At the media conference, the child care activists will highlight the threats facing child care and why they will be asking Thunder Bay council to pass a resolution calling on the Tory government to increase funding for services.
CUPE and the Ontario Coalition for Better Child Care have conducted a province-wide tour (that included Thunder Bay) to determine how child care services are being adversely impacted by government under-funding and downloading.
“What we learned is that regulated child care across the province is threatened.
Increasingly, municipalities are shouldering the majority of the costs of child care delivery because the provincial government has cut funding by about $90 million. Also, under provincial downloading, municipalities now have increased funding obligations but not enough money to provide adequate services to their communities.

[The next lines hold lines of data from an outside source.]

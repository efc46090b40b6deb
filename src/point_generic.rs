use core::fmt::Debug;
use core::ops::{Add, Mul, Sub};

use num_traits::Float;

use super::Point;

/// Point with dimensions of constant generic size N and of generic type T
/// (Implemented as Newtype Pattern on an array).
/// This type only interacts with the library through
/// the point trait, so you are free to use your own
/// Point/Coord/Vec structures instead by implementing the (small) trait
#[derive(Debug, Copy, Clone)]
pub struct PointN<T, const N: usize>([T; N]);

impl<T, const N: usize> PointN<T, N> {
    pub fn new(array: [T; N]) -> Self {
        PointN(array)
    }
}

impl<T: Copy> PointN<T, 2> {
    /// Shortcut for `axis(0)` of a 2D point.
    pub fn x(&self) -> T {
        self.0[0]
    }

    /// Shortcut for `axis(1)` of a 2D point.
    pub fn y(&self) -> T {
        self.0[1]
    }
}

impl<T, const N: usize> From<[T; N]> for PointN<T, N> {
    fn from(array: [T; N]) -> Self {
        PointN(array)
    }
}

/// Initialize with the Default value for the underlying type
impl<T: Default + Copy, const N: usize> Default for PointN<T, N> {
    fn default() -> Self {
        PointN([T::default(); N])
    }
}

impl<T, const N: usize> PartialEq for PointN<T, N>
where
    T: PartialOrd,
{
    fn eq(&self, other: &Self) -> bool {
        self.0.iter().zip(other.0.iter()).all(|(a, b)| a == b)
    }
}

impl<T, const N: usize> Add for PointN<T, N>
where
    T: Add<Output = T> + Copy,
{
    type Output = Self;

    fn add(self, other: PointN<T, N>) -> PointN<T, N> {
        let mut res = self;
        for i in 0..N {
            res.0[i] = self.0[i] + other.0[i];
        }
        res
    }
}

impl<T, const N: usize> Sub for PointN<T, N>
where
    T: Sub<Output = T> + Copy,
{
    type Output = Self;

    fn sub(self, other: PointN<T, N>) -> PointN<T, N> {
        let mut res = self;
        for i in 0..N {
            res.0[i] = self.0[i] - other.0[i];
        }
        res
    }
}

impl<T, const N: usize, U> Mul<U> for PointN<T, N>
where
    // The mulitplication is done by mulitpling T * U => T, this
    // trait bound for T will specify this requirement as the mul operator is
    // translated to using the first operand as self and the second as rhs.
    T: Mul<U, Output = T> + Copy,
    U: Copy,
{
    type Output = PointN<T, N>;

    fn mul(self, rhs: U) -> PointN<T, N> {
        let mut res = self;
        for component in res.0.iter_mut() {
            *component = *component * rhs;
        }
        res
    }
}

impl<T, const N: usize> IntoIterator for PointN<T, N> {
    type Item = T;
    type IntoIter = core::array::IntoIter<Self::Item, N>;

    fn into_iter(self) -> Self::IntoIter {
        IntoIterator::into_iter(self.0)
    }
}

impl<T, const N: usize> Point for PointN<T, N>
where
    T: Float + Default + Debug,
{
    type Scalar = T;
    const DIM: usize = N;

    fn axis(&self, index: usize) -> Self::Scalar {
        self.0[index]
    }

    fn set_axis(&mut self, index: usize, value: Self::Scalar) {
        self.0[index] = value;
    }
}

“The reality is that the province has no commitment to quality, regulated child care and by downloading services and starving municipalities of funding, is forcing municipalities to get out of operating licensed child care centers,” says Ryan.
Recently, CUPE and the child care coalition launched “Working Together for Children”, a province-wide campaign to pressure the Ontario government to increase funding for regulated childcare. Any new deal for municipalities must include substantial investments from the provincial government to support local governments to manage and deliver early childhood development and care services in the community.
“We are urging council to join with us in “Working Together for Children”. In approving this resolution, council will be demonstrating a commitment to young children and their families,” says Gibb-Gavel, chair of the CUPE Ontario Social Service Workers Committee.